- _Provided data_:
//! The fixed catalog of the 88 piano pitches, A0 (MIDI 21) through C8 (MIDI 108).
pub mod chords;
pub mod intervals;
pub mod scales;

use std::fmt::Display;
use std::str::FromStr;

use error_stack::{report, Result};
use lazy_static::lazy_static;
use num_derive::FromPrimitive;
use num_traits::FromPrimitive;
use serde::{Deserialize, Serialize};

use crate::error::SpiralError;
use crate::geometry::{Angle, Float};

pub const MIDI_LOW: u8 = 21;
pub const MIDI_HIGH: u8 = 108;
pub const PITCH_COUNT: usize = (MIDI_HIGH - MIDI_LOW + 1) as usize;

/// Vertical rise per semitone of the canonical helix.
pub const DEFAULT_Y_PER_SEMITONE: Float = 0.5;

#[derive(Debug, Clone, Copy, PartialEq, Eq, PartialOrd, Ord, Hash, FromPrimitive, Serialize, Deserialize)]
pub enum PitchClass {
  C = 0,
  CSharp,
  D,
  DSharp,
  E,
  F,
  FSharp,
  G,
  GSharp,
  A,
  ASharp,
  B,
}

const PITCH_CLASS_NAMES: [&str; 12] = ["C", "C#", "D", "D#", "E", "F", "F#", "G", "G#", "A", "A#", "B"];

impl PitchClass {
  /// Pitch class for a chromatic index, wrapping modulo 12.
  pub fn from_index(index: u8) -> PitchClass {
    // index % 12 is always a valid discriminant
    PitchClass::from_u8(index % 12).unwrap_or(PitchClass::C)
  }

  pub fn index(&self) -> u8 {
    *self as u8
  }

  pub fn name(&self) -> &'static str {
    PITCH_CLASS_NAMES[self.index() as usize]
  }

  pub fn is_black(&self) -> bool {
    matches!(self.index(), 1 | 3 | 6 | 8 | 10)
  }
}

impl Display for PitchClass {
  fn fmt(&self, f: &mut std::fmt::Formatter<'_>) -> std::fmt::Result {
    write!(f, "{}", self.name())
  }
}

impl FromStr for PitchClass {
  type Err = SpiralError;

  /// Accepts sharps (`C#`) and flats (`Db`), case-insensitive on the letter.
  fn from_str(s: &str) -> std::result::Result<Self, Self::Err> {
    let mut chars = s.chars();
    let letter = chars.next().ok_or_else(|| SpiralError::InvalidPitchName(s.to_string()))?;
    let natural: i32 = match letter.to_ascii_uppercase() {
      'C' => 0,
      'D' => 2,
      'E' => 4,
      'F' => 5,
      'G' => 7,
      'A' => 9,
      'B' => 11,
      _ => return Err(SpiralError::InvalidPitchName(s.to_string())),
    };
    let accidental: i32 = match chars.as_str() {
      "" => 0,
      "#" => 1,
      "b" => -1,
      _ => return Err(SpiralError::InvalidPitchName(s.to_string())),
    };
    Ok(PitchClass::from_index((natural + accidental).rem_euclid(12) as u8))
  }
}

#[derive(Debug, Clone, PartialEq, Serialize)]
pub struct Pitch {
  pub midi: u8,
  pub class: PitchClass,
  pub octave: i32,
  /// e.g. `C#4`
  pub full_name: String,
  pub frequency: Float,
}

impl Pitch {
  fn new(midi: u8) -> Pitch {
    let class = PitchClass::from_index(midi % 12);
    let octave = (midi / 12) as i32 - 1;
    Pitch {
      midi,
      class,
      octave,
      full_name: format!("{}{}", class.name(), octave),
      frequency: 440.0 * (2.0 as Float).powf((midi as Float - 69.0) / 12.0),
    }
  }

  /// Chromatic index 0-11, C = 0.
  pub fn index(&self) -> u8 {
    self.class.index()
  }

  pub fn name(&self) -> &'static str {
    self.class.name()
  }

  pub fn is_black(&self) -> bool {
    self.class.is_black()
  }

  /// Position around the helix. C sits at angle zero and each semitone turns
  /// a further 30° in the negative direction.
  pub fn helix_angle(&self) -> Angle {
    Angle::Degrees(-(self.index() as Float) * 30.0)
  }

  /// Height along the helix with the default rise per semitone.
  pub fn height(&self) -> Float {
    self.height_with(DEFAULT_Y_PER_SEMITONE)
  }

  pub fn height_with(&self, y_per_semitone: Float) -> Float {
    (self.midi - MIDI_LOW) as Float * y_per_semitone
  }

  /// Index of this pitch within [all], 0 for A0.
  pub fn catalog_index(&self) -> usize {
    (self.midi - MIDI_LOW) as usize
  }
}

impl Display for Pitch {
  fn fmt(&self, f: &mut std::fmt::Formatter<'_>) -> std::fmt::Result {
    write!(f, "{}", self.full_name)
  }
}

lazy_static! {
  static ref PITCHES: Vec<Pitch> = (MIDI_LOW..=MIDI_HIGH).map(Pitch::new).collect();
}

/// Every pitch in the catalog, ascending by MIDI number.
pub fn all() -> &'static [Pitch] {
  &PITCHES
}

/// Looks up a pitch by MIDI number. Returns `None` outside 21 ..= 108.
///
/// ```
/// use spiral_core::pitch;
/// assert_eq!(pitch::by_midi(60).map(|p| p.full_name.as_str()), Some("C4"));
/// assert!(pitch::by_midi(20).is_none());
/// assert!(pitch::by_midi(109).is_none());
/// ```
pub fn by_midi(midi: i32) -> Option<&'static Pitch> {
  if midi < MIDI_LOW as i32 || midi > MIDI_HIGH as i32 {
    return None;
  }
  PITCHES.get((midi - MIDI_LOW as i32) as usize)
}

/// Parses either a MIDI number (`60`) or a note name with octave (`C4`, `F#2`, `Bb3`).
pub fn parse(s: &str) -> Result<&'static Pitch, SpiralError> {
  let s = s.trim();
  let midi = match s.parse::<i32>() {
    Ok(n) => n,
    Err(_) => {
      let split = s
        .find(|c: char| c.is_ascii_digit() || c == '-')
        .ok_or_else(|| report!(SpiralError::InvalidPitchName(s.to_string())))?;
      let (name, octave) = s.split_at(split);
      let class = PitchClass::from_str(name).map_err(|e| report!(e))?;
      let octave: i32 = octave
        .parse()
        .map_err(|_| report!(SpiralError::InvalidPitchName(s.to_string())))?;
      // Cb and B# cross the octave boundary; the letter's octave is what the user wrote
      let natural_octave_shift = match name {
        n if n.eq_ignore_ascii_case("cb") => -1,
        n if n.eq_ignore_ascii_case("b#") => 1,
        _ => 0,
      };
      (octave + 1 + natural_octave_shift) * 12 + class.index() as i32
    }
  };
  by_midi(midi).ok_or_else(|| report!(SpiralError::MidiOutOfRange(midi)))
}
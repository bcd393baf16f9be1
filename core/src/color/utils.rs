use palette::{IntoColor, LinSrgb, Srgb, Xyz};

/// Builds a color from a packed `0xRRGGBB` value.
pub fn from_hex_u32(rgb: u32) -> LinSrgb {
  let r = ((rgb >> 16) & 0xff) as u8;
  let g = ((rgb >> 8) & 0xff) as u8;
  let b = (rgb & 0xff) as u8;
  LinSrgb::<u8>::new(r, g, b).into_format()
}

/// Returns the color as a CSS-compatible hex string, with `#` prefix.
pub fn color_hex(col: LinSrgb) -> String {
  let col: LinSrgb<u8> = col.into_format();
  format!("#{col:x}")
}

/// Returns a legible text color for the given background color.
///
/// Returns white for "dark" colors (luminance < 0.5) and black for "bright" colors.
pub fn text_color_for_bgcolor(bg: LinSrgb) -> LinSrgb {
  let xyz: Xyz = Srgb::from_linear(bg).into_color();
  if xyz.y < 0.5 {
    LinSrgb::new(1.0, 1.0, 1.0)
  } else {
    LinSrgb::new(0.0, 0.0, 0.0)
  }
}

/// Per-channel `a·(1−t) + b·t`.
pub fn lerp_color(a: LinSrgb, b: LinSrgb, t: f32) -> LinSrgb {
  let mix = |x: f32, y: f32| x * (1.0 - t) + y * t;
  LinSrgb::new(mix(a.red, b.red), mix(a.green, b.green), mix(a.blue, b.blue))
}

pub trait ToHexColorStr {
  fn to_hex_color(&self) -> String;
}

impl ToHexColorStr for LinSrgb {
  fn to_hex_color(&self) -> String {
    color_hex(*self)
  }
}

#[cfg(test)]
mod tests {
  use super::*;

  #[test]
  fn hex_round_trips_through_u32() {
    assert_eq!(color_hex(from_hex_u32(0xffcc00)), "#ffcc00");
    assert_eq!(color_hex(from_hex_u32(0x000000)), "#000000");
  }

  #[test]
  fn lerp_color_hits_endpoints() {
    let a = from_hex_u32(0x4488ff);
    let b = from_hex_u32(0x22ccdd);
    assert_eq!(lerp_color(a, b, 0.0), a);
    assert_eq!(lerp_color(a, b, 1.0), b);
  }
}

- _Your instructions_: Reproduce, exactly and with both ends included, every line from the one that contains "let b = from_hex_u32(0x22ccdd);" to the end of the listing above.

- _Answer to the exercise_:
    let b = from_hex_u32(0x22ccdd);
    assert_eq!(lerp_color(a, b, 0.0), a);
    assert_eq!(lerp_color(a, b, 1.0), b);
  }
}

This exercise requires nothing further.